Please refer to this page for information on how to work on your assignment.
A finite automaton is an algorithm with a finite memory which scans through an input string or text. The finite memory is given by states, one of them being a starting state and several accepting states. Furthermore, it has an update function which computes from the old state and the current datum the new state. For example, the following automaton checks whether in a string there is an even number of vowels.
State-Names: Even, Odd; Starting State: Even; Accepting States: Even; Rejecting States: Odd; Alphabet: Lower case letters; Update Function: Old State New State at "a","e","i","o","u"; at other letters Even Odd Even Odd Even Odd So New State ("a",Even) is Odd, New State ("b",Even) is Even, New State ("c",Odd) is Odd. Sample Runs: Input seen so far State of Automaton (1) - Even w Even wh Even who Odd whos Odd whose Even (2) - Even w Even wh Even wha Odd what Odd
Example (1) accepts and Example (2) rejects the input as after
processing the complete word whose
the automaton is in the accepting
state Even and after processing the complete word what
the automaton
is in the rejecting state Odd. The type of finite automata dealt with here
is called deterministic since the function to compute the new state permits
always only one unique value; otherwise the automaton would be called
non-deterministic. For more information on finite automata, see
Wikipedia
and
Panet Math.
The automaton of this exercise does the following: it scans through a text and checks whether this text has the following minimum qualities:
The task is to extend these rules as follows and to adapt the below syntax checker accordingly.
His brothers' cars are green and he's going to his sister's house.which should not be confused with quotes.

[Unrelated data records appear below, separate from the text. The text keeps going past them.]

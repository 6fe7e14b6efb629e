//! In-memory audit sink and recording publisher.

use admission_core::audit::{AuditAction, AuditEntry, AuditError, AuditLog};
use admission_core::notify::{AdmissionEvent, EventPublisher, PublishError};
use admission_core::types::TicketId;
use std::future::Future;
use std::pin::Pin;
use std::sync::atomic::{AtomicBool, Ordering};
use std::sync::{Arc, Mutex, PoisonError};

/// Audit sink that keeps every entry in memory.
///
/// Call [`set_failing`](Self::set_failing) to make every append fail, or
/// [`set_stalled`](Self::set_stalled) to make appends never complete. Both let tests
/// check that audit outages never change a decision.
#[derive(Clone, Debug, Default)]
pub struct InMemoryAuditLog {
    entries: Arc<Mutex<Vec<AuditEntry>>>,
    failing: Arc<AtomicBool>,
    stalled: Arc<AtomicBool>,
}

impl InMemoryAuditLog {
    /// Create an empty audit log.
    #[must_use]
    pub fn new() -> Self {
        Self::default()
    }

    /// Make appends fail (`true`) or succeed (`false`).
    pub fn set_failing(&self, failing: bool) {
        self.failing.store(failing, Ordering::SeqCst);
    }

    /// Make appends hang forever (`true`) or behave normally (`false`).
    pub fn set_stalled(&self, stalled: bool) {
        self.stalled.store(stalled, Ordering::SeqCst);
    }

    /// Snapshot of every recorded entry, in append order.
    #[must_use]
    pub fn entries(&self) -> Vec<AuditEntry> {
        self.entries
            .lock()
            .unwrap_or_else(PoisonError::into_inner)
            .clone()
    }

    /// Entries concerning one ticket.
    #[must_use]
    pub fn entries_for(&self, ticket_id: &TicketId) -> Vec<AuditEntry> {
        self.entries()
            .into_iter()
            .filter(|entry| &entry.ticket_id == ticket_id)
            .collect()
    }

    /// Number of entries with the given action.
    #[must_use]
    pub fn count(&self, action: AuditAction) -> usize {
        self.entries
            .lock()
            .unwrap_or_else(PoisonError::into_inner)
            .iter()
            .filter(|entry| entry.action == action)
            .count()
    }
}

impl AuditLog for InMemoryAuditLog {
    fn append(
        &self,
        entry: AuditEntry,
    ) -> Pin<Box<dyn Future<Output = Result<(), AuditError>> + Send + '_>> {
        Box::pin(async move {
            if self.stalled.load(Ordering::SeqCst) {
                std::future::pending::<()>().await;
            }
            if self.failing.load(Ordering::SeqCst) {
                return Err(AuditError::Unavailable("injected audit failure".to_string()));
            }
            self.entries
                .lock()
                .unwrap_or_else(PoisonError::into_inner)
                .push(entry);
            Ok(())
        })
    }
}

/// Publisher that records events for later assertions.
#[derive(Clone, Debug, Default)]
pub struct RecordingPublisher {
    events: Arc<Mutex<Vec<AdmissionEvent>>>,
    failing: Arc<AtomicBool>,
}

impl RecordingPublisher {
    /// Create an empty recorder.
    #[must_use]
    pub fn new() -> Self {
        Self::default()
    }

    /// Make publishing fail (`true`) or succeed (`false`).
    pub fn set_failing(&self, failing: bool) {
        self.failing.store(failing, Ordering::SeqCst);
    }

    /// Snapshot of published events.
    #[must_use]
    pub fn events(&self) -> Vec<AdmissionEvent> {
        self.events
            .lock()
            .unwrap_or_else(PoisonError::into_inner)
            .clone()
    }
}

impl EventPublisher for RecordingPublisher {
    fn publish(&self, event: AdmissionEvent) -> Result<(), PublishError> {
        if self.failing.load(Ordering::SeqCst) {
            return Err(PublishError::Failed("injected publish failure".to_string()));
        }
        self.events
            .lock()
            .unwrap_or_else(PoisonError::into_inner)
            .push(event);
        Ok(())
    }
}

The automaton which does the syntax checking has the following states which are listed together with a short intuitive explanation of their meaning:
"e": error - this state is taken when an error is found; "f": automaton is going to read the first character of sentence; "c": automaton has seen a comma or similar sign ",", ":"; "d": automaton has seen a dot or similar sign ".", "!", "?"; "n": automaton is processing or has been processing a number; "z": automaton has seen a single zero; "s": automaton has seen a space; "h": automaton has seen a hyphen "-"; "p": automaton has seen a plus "+" or a minus "-"; "q": automaton is between two quotes of a quotation; "r": automaton has seen the second quote of a quotation; "w": automaton is processing or has been processing a word;
The newstate(oldstate, symbol)
function computes how to update
the state of the automaton when it is processing a symbol. The only thing
which needs to be adapted is this function. Here some explanation on an
example how this function works. Consider the following sample run:
My number is 007. wwswwwwwwswwszeee The sentence is syntactically incorrect.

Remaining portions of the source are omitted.